Uncle Chaim's voice abruptly grew calmer; the top of his head stopped sweating and lost its crimson tinge. "I'm sorry, I'm sorry, Jules. It's not I don't understand, I've been the same way about other people's models." He patted the other's shoulder awkwardly. "Look, I tell you what, anytime you want, you come on over, we'll work together. How about that?"
Poor Jules must have been completely staggered by all this. On the one hand he knew — I mean, even I knew — that Uncle Chaim never invited other artists to share space with him, let alone a model; on the other, the sudden change can only have sharpened his anxiety about his old friend's state of mind. He said, "Chaim, I'm just trying to tell you, whatever's going on, it isn't good for you. Not her fault, not your fault. People and angels aren't supposed to hang out together — we aren't built for it, and neither are they. She really needs to go back where she belongs."
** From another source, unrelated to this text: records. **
//! Compiler configuration.

use std::fmt;

/// What the Result Reshaper does with a list element that is not a map.
#[derive(Debug, Clone, Copy, Default, PartialEq, Eq, Hash)]
pub enum MalformedElementPolicy {
    /// Drop the element and log a warning (default).
    #[default]
    Skip,
    /// Fail the whole reshape.
    Fail,
}

impl fmt::Display for MalformedElementPolicy {
    fn fmt(&self, f: &mut fmt::Formatter<'_>) -> fmt::Result {
        match self {
            Self::Skip => write!(f, "skip"),
            Self::Fail => write!(f, "fail"),
        }
    }
}

impl std::str::FromStr for MalformedElementPolicy {
    type Err = ConfigError;

    fn from_str(s: &str) -> Result<Self, Self::Err> {
        match s.to_ascii_lowercase().as_str() {
            "skip" => Ok(Self::Skip),
            "fail" => Ok(Self::Fail),
            _ => Err(ConfigError::UnknownPolicy(s.to_string())),
        }
    }
}

/// Errors from [`Config::validate()`].
#[derive(Debug, Clone, PartialEq, Eq)]
pub enum ConfigError {
    /// Maximum selection depth must be greater than zero.
    ZeroMaxDepth,
    /// Unrecognized reshape policy name.
    UnknownPolicy(String),
}

impl fmt::Display for ConfigError {
    fn fmt(&self, f: &mut fmt::Formatter<'_>) -> fmt::Result {
        match self {
            Self::ZeroMaxDepth => write!(f, "max_depth must be greater than zero"),
            Self::UnknownPolicy(name) => {
                write!(f, "unknown reshape policy '{name}' (expected 'skip' or 'fail')")
            }
        }
    }
}

impl std::error::Error for ConfigError {}

/// Compiler configuration.
#[derive(Debug, Clone)]
pub struct Config {
    /// Compile scalar override fragments into `CALL { ... }` subqueries
    /// instead of inlining them as renamed match clauses.
    pub subquery_calls: bool,

    /// Handling of malformed list elements in Gremlin responses.
    pub reshape_policy: MalformedElementPolicy,

    /// Rewrite a leading `MATCH` of a nested override fragment to
    /// `OPTIONAL MATCH`, so an empty fragment result keeps the parent row.
    pub optional_override_matches: bool,

    /// Maximum selection nesting depth.
    pub max_depth: usize,
}

impl Default for Config {
    fn default() -> Self {
        Self {
            subquery_calls: false,
            reshape_policy: MalformedElementPolicy::default(),
            optional_override_matches: true,
            max_depth: 32,
        }
    }
}

impl Config {
    /// Enables `CALL { ... }` subqueries for override fragments.
    #[must_use]
    pub fn with_subquery_calls(mut self) -> Self {
        self.subquery_calls = true;
        self
    }

    /// Sets the reshape policy.
    #[must_use]
    pub fn with_reshape_policy(mut self, policy: MalformedElementPolicy) -> Self {
        self.reshape_policy = policy;
        self
    }

    /// Keeps override fragment `MATCH` clauses as written.
    #[must_use]
    pub fn without_optional_override_matches(mut self) -> Self {
        self.optional_override_matches = false;
        self
    }

    /// Sets the maximum selection depth.
    #[must_use]
    pub fn with_max_depth(mut self, max_depth: usize) -> Self {
        self.max_depth = max_depth;
        self
    }

    /// Validates the configuration.
    ///
    /// Called by [`Compiler::new()`](crate::Compiler::new).
    ///
    /// # Errors
    ///
    /// Returns [`ConfigError`] if any setting is invalid.
    pub fn validate(&self) -> std::result::Result<(), ConfigError> {
        if self.max_depth == 0 {
            return Err(ConfigError::ZeroMaxDepth);
        }
        Ok(())
    }
}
"She can't. Absolutely not." Uncle Chaim was shaking his head, and kept on shaking it. "She got sent here, Jules, she got sent to me—"
"By whom? You ever ask yourself that?" They stared at each other. Jules said, very carefully, "No, not by the Devil. I don't believe in the Devil any more than I believe in God, although he always gets the good lines. But it's a free country, and I can believe in angels without swallowing all the rest of it, if I want to." He paused, and took a gentler hold on Uncle Chaim's arm. "And I can also imagine that angels might not be exactly what we think they are. That an angel might lie, and still be an angel. That an angel might be selfish — jealous, even. That an angel might just be a little bit out of her head."
In a very pale and quiet voice, Uncle Chaim said, "You're talking about a fallen angel, aren't you?"
"I don't know what I'm talking about," Jules answered. "That's the God's truth." Both of them smiled wearily, but neither one laughed. Jules said, "I'm dead serious, Chaim. For your sake, your sanity, she needs to go."
"And for my sake, she can't." Uncle Chaim was plainly too exhausted for either pretense or bluster, but there was no give in him. He said, "Landsmann, it doesn't matter. You could be right, you could be wrong, I'm telling you, it doesn't matter. There's no one else I want to paint anymore — there's no one else I can paint, Jules, that's just how it is. Go home now." He refused to say another word as he ushered Jules out of the studio.